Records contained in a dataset
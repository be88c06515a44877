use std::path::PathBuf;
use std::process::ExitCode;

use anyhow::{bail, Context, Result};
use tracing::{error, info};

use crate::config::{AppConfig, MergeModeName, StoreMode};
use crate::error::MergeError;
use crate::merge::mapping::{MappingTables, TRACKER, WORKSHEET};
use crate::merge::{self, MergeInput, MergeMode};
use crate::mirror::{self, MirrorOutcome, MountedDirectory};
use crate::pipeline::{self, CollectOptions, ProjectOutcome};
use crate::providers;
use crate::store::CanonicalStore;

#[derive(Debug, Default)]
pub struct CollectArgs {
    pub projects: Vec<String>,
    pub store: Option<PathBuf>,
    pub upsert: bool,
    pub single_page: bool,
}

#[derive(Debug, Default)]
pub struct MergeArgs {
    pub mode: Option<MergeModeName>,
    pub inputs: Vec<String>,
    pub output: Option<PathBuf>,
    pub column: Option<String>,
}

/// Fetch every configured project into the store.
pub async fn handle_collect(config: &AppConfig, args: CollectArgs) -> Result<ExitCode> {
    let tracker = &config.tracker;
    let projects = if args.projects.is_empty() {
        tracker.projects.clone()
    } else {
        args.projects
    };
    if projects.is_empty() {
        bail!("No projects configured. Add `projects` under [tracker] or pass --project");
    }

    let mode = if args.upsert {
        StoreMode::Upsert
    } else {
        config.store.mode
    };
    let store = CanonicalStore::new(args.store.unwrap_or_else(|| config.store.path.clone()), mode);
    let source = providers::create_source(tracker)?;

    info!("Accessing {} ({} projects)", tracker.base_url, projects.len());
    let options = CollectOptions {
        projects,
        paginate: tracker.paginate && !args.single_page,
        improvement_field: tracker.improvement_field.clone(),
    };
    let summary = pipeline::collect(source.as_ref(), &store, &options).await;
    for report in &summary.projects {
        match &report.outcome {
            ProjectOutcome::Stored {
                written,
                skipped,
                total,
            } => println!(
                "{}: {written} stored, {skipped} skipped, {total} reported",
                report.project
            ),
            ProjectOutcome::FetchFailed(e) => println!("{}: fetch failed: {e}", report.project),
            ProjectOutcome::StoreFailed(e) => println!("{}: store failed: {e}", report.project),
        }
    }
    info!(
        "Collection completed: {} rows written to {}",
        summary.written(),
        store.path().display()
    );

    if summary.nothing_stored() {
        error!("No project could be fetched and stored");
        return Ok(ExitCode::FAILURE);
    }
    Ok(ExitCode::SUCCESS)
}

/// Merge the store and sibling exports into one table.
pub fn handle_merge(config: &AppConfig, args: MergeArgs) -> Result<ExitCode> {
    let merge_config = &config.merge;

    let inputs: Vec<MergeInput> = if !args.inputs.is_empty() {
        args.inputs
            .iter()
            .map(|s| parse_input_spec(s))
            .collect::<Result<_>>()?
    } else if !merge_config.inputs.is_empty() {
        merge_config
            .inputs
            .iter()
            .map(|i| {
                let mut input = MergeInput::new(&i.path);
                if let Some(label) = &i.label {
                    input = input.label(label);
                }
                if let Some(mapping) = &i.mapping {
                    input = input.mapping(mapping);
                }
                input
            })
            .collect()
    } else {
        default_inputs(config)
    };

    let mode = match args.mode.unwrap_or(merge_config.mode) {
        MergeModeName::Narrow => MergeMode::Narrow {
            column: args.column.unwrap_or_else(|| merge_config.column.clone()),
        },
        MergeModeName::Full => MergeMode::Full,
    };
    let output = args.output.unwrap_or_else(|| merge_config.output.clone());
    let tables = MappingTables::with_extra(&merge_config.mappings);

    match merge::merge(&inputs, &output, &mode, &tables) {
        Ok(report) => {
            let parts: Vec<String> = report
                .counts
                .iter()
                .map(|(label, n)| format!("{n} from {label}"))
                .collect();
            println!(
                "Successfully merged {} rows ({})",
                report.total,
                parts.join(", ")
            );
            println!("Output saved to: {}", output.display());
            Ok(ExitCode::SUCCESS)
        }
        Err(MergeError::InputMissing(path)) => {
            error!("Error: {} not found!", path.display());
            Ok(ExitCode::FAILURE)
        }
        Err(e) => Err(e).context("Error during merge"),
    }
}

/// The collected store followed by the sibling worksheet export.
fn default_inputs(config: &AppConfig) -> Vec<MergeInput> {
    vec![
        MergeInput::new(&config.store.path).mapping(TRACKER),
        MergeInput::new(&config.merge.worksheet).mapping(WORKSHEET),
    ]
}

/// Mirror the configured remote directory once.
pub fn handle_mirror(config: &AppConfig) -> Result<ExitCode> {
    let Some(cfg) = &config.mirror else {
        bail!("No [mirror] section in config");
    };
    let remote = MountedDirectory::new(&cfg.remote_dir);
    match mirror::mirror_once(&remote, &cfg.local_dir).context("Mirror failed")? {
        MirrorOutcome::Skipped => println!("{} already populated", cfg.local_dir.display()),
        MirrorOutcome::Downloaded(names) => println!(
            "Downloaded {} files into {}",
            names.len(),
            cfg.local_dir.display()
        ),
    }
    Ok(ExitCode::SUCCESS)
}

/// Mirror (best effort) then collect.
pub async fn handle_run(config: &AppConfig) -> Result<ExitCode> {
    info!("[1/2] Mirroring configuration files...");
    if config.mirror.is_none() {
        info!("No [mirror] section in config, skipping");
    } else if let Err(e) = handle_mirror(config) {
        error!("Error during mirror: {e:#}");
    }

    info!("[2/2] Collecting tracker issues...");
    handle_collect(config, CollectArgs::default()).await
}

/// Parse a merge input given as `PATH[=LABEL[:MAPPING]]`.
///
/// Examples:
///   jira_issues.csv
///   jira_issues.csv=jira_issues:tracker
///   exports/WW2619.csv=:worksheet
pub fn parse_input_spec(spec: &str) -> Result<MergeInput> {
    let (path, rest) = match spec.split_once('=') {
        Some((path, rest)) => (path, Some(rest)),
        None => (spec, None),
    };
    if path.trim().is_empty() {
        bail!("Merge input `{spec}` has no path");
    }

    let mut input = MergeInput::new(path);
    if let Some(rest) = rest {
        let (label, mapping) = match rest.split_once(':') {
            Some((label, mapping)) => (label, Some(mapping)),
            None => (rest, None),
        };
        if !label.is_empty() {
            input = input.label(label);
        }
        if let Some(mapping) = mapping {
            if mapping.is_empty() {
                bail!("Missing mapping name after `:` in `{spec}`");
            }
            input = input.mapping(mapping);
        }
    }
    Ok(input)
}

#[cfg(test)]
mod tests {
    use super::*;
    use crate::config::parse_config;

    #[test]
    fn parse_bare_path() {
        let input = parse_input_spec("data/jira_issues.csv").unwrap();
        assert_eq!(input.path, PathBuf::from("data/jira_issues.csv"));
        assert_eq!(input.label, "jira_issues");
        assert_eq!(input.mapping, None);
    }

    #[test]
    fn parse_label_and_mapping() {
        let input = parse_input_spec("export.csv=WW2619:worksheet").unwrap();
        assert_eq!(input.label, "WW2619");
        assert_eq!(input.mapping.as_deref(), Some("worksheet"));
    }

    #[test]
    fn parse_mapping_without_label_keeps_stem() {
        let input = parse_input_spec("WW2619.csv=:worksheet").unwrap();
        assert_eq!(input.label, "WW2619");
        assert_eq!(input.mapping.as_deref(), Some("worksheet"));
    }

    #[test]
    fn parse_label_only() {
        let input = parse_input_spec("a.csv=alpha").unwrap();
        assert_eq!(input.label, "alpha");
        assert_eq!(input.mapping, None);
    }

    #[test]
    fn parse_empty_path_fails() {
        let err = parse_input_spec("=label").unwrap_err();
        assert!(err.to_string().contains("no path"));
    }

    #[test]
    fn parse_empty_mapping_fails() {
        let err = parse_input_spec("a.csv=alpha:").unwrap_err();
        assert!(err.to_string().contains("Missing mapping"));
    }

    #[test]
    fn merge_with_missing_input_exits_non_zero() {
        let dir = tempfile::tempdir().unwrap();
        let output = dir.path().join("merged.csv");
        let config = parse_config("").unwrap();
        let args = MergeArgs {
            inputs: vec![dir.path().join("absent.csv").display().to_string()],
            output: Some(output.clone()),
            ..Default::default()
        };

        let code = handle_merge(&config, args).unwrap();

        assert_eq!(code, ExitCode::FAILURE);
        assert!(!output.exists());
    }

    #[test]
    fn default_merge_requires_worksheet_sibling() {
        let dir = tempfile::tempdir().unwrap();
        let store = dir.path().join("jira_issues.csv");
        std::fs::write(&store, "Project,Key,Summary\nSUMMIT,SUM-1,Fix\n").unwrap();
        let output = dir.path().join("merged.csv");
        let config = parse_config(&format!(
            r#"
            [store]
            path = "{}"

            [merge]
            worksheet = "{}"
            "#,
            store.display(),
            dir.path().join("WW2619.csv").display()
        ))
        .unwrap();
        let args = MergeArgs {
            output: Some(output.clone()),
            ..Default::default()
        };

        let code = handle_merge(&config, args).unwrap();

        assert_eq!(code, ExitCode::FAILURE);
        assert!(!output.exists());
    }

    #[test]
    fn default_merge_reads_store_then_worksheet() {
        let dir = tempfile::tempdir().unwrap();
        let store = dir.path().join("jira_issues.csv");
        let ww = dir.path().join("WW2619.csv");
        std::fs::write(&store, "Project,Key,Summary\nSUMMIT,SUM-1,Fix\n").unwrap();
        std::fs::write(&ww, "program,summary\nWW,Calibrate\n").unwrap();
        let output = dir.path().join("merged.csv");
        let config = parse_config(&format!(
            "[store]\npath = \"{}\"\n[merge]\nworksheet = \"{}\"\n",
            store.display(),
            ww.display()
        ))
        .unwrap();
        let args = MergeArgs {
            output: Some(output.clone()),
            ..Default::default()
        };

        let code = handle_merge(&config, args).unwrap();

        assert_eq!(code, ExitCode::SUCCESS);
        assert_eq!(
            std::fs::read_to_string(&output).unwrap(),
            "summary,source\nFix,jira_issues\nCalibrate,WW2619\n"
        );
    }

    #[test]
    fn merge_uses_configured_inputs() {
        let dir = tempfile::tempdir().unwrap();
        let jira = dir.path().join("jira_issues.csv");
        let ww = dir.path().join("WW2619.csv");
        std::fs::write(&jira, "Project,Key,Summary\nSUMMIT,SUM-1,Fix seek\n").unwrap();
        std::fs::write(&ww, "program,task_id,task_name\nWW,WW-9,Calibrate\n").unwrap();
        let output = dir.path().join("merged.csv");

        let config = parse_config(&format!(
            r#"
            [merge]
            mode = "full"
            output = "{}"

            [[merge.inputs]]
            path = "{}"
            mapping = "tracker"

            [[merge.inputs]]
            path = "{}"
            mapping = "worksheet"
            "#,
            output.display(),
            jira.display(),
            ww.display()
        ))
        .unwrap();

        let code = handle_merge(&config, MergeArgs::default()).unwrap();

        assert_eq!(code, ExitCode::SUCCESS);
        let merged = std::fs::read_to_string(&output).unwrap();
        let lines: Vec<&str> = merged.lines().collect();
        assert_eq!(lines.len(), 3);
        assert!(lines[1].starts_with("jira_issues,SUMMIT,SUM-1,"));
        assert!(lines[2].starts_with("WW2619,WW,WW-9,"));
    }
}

• [HOW TO COMPLETE THIS TASK]
Set the lines down exactly, from the first line of the records to the line where "use crate::store::CanonicalStore;" appears, with both ends kept.

• [COMPLETED TASK]
repository be88c06515a44877
use std::path::PathBuf;
use std::process::ExitCode;

use anyhow::{bail, Context, Result};
use tracing::{error, info};

use crate::config::{AppConfig, MergeModeName, StoreMode};
use crate::error::MergeError;
use crate::merge::mapping::{MappingTables, TRACKER, WORKSHEET};
use crate::merge::{self, MergeInput, MergeMode};
use crate::mirror::{self, MirrorOutcome, MountedDirectory};
use crate::pipeline::{self, CollectOptions, ProjectOutcome};
use crate::providers;
use crate::store::CanonicalStore;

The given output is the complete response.